> Problem
Please copy each line below that contains the word "over".
■ ■ ■ ■ ■ ■ ■
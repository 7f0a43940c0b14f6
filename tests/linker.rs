use reglink::bytecode::{Opcode, ProgramBuilder};
use reglink::graph::{Graph, NodeKind};
use reglink::{link_program, LinkError, MalformedProgram};

//The program an external compiler would produce for `a|b`: one branch over
//two literals, both flowing into a shared end.
fn alternation() -> Vec<u8> {
    let mut builder = ProgramBuilder::new();

    let branch = builder.push(Opcode::Branch, None);
    let lit_a = builder.push(Opcode::Exactly, Some("a"));
    let back_a = builder.push(Opcode::Back, None);
    let lit_b = builder.push(Opcode::Exactly, Some("b"));
    let back_b = builder.push(Opcode::Back, None);
    let end = builder.push(Opcode::End, None);

    builder.set_next(branch, lit_a);
    builder.set_alt(branch, lit_b);
    builder.set_next(lit_a, back_a);
    builder.set_next(back_a, end);
    builder.set_next(lit_b, back_b);
    builder.set_next(back_b, end);

    builder.build()
}

//The shape of `(a|b)+`: an outer repeat whose alt edge re-enters an inner
//branch over two open/literal/close paths, each looping back to the repeat.
fn repeated_group() -> Vec<u8> {
    let mut builder = ProgramBuilder::new();

    let plus = builder.push(Opcode::Plus, None);
    let branch = builder.push(Opcode::Branch, None);
    let open_a = builder.push_group(Opcode::Open, 1);
    let lit_a = builder.push(Opcode::Exactly, Some("a"));
    let close_a = builder.push_group(Opcode::Close, 1);
    let open_b = builder.push_group(Opcode::Open, 1);
    let lit_b = builder.push(Opcode::Exactly, Some("b"));
    let close_b = builder.push_group(Opcode::Close, 1);
    let end = builder.push(Opcode::End, None);

    builder.set_next(plus, end); // forward reference, resolved last
    builder.set_alt(plus, branch);
    builder.set_next(branch, open_a);
    builder.set_alt(branch, open_b);
    builder.set_next(open_a, lit_a);
    builder.set_next(lit_a, close_a);
    builder.set_next(close_a, plus); // backward jump into the loop head
    builder.set_next(open_b, lit_b);
    builder.set_next(lit_b, close_b);
    builder.set_next(close_b, plus);

    builder.build()
}

fn assert_edge_totality(graph: &Graph) {
    for node in graph.nodes() {
        match &node.kind {
            NodeKind::End => {
                assert_eq!(node.next, None, "End at {} has a next edge", node.location);
                assert_eq!(node.alt, None);
            }
            kind if kind.has_alt() => {
                assert!(node.next.is_some(), "{:?} at {} lacks next", kind, node.location);
                assert!(node.alt.is_some(), "{:?} at {} lacks alt", kind, node.location);
            }
            kind => {
                assert!(node.next.is_some(), "{:?} at {} lacks next", kind, node.location);
                assert_eq!(node.alt, None);
            }
        }
    }
}

#[test]
fn alternation_links_into_one_branch_two_literals_one_end() {
    let graph = link_program(&alternation()).unwrap();

    assert_edge_totality(&graph);

    let entry = graph.entry();
    assert!(matches!(entry.kind, NodeKind::Branch));
    assert_eq!(entry.location, 1);

    let branches = graph
        .nodes()
        .iter()
        .filter(|node| matches!(node.kind, NodeKind::Branch))
        .count();
    assert_eq!(branches, 1);

    let mut operands: Vec<&str> = graph
        .nodes()
        .iter()
        .filter(|node| matches!(node.kind, NodeKind::Literal))
        .map(|node| node.operand.as_deref().unwrap())
        .collect();
    operands.sort_unstable();
    assert_eq!(operands, vec!["a", "b"]);

    //Both alternatives flow into the same End node
    let via_next = follow_to_end(&graph, entry.next.unwrap());
    let via_alt = follow_to_end(&graph, entry.alt.unwrap());
    assert_eq!(via_next, via_alt);

    let ends = graph
        .nodes()
        .iter()
        .filter(|node| matches!(node.kind, NodeKind::End))
        .count();
    assert_eq!(ends, 1);
}

fn follow_to_end(graph: &Graph, mut id: usize) -> usize {
    loop {
        let node = graph.node(id).unwrap();
        match node.next {
            Some(next) => id = next,
            None => return node.id,
        }
    }
}

#[test]
fn repeated_group_loops_back_through_the_repeat_head() {
    let graph = link_program(&repeated_group()).unwrap();

    assert_edge_totality(&graph);
    assert_eq!(graph.len(), 9);

    let head = graph.entry();
    assert!(matches!(head.kind, NodeKind::Plus));

    let branch = graph.node(head.alt.unwrap()).unwrap();
    assert!(matches!(branch.kind, NodeKind::Branch));

    //Each alternative runs open -> literal -> close and jumps back to the head
    for start in [branch.next.unwrap(), branch.alt.unwrap()].iter() {
        let open = graph.node(*start).unwrap();
        assert!(matches!(open.kind, NodeKind::GroupOpen(1)));

        let literal = graph.node(open.next.unwrap()).unwrap();
        assert!(matches!(literal.kind, NodeKind::Literal));

        let close = graph.node(literal.next.unwrap()).unwrap();
        assert!(matches!(close.kind, NodeKind::GroupClose(1)));

        assert_eq!(close.next, Some(head.id));
    }

    assert!(matches!(
        graph.node(head.next.unwrap()).unwrap().kind,
        NodeKind::End
    ));

    //Every node has been created once, so the walk emits one triple per
    //outgoing edge and terminates despite the cycle
    assert_eq!(graph.traverse().count(), 10);

    let into_head = graph
        .traverse()
        .filter(|(_, _, to)| to.id == head.id)
        .count();
    assert_eq!(into_head, 2);
}

#[test]
fn relinking_yields_an_isomorphic_graph() {
    let bytes = repeated_group();

    let first = link_program(&bytes).unwrap();
    let second = link_program(&bytes).unwrap();

    assert_eq!(first.len(), second.len());
    assert_eq!(first.entry().location, second.entry().location);

    for node in first.nodes() {
        let twin = second.get(node.location).unwrap();

        assert_eq!(&node.kind, &twin.kind);
        assert_eq!(&node.operand, &twin.operand);
        assert_eq!(
            node.next.map(|id| first.location_of(id).unwrap()),
            twin.next.map(|id| second.location_of(id).unwrap())
        );
        assert_eq!(
            node.alt.map(|id| first.location_of(id).unwrap()),
            twin.alt.map(|id| second.location_of(id).unwrap())
        );
    }
}

#[test]
fn single_character_repetition_is_a_bounded_self_loop() {
    let mut builder = ProgramBuilder::new();
    let star = builder.push(Opcode::Star, None);
    let end = builder.push(Opcode::End, None);
    builder.set_next(star, end);
    builder.set_alt(star, star);

    let graph = link_program(&builder.build()).unwrap();

    let entry = graph.entry();
    assert!(matches!(entry.kind, NodeKind::Star));

    //Re-entering the loop lands on the very same node, however deep we go
    let mut node = entry;
    for _ in 0..3 {
        node = graph.node(node.alt.unwrap()).unwrap();
        assert_eq!(node.id, entry.id);
    }

    //The visited set cuts the cycle: one next edge, one alt edge, done
    assert_eq!(graph.traverse().count(), 2);
}

#[test]
fn every_truncation_of_a_valid_program_fails_to_link() {
    let bytes = alternation();

    assert!(link_program(&bytes).is_ok());

    for cut in 0..bytes.len() {
        assert!(
            link_program(&bytes[..cut]).is_err(),
            "a {}-byte prefix linked successfully",
            cut
        );
    }
}

#[test]
fn a_forward_offset_past_the_scanned_range_is_malformed() {
    let mut builder = ProgramBuilder::new();
    let literal = builder.push(Opcode::Exactly, Some("a"));
    builder.push(Opcode::End, None);
    builder.set_next(literal, 500); // past everything the scan will reach

    let err = link_program(&builder.build()).unwrap_err();

    assert!(matches!(
        err,
        LinkError::MalformedProgram(MalformedProgram::DanglingReference(500))
    ));
}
■ ■ ■ ■ ■ ■ ■
> Written answer
//The program an external compiler would produce for `a|b`: one branch over
//branch over two open/literal/close paths, each looping back to the repeat.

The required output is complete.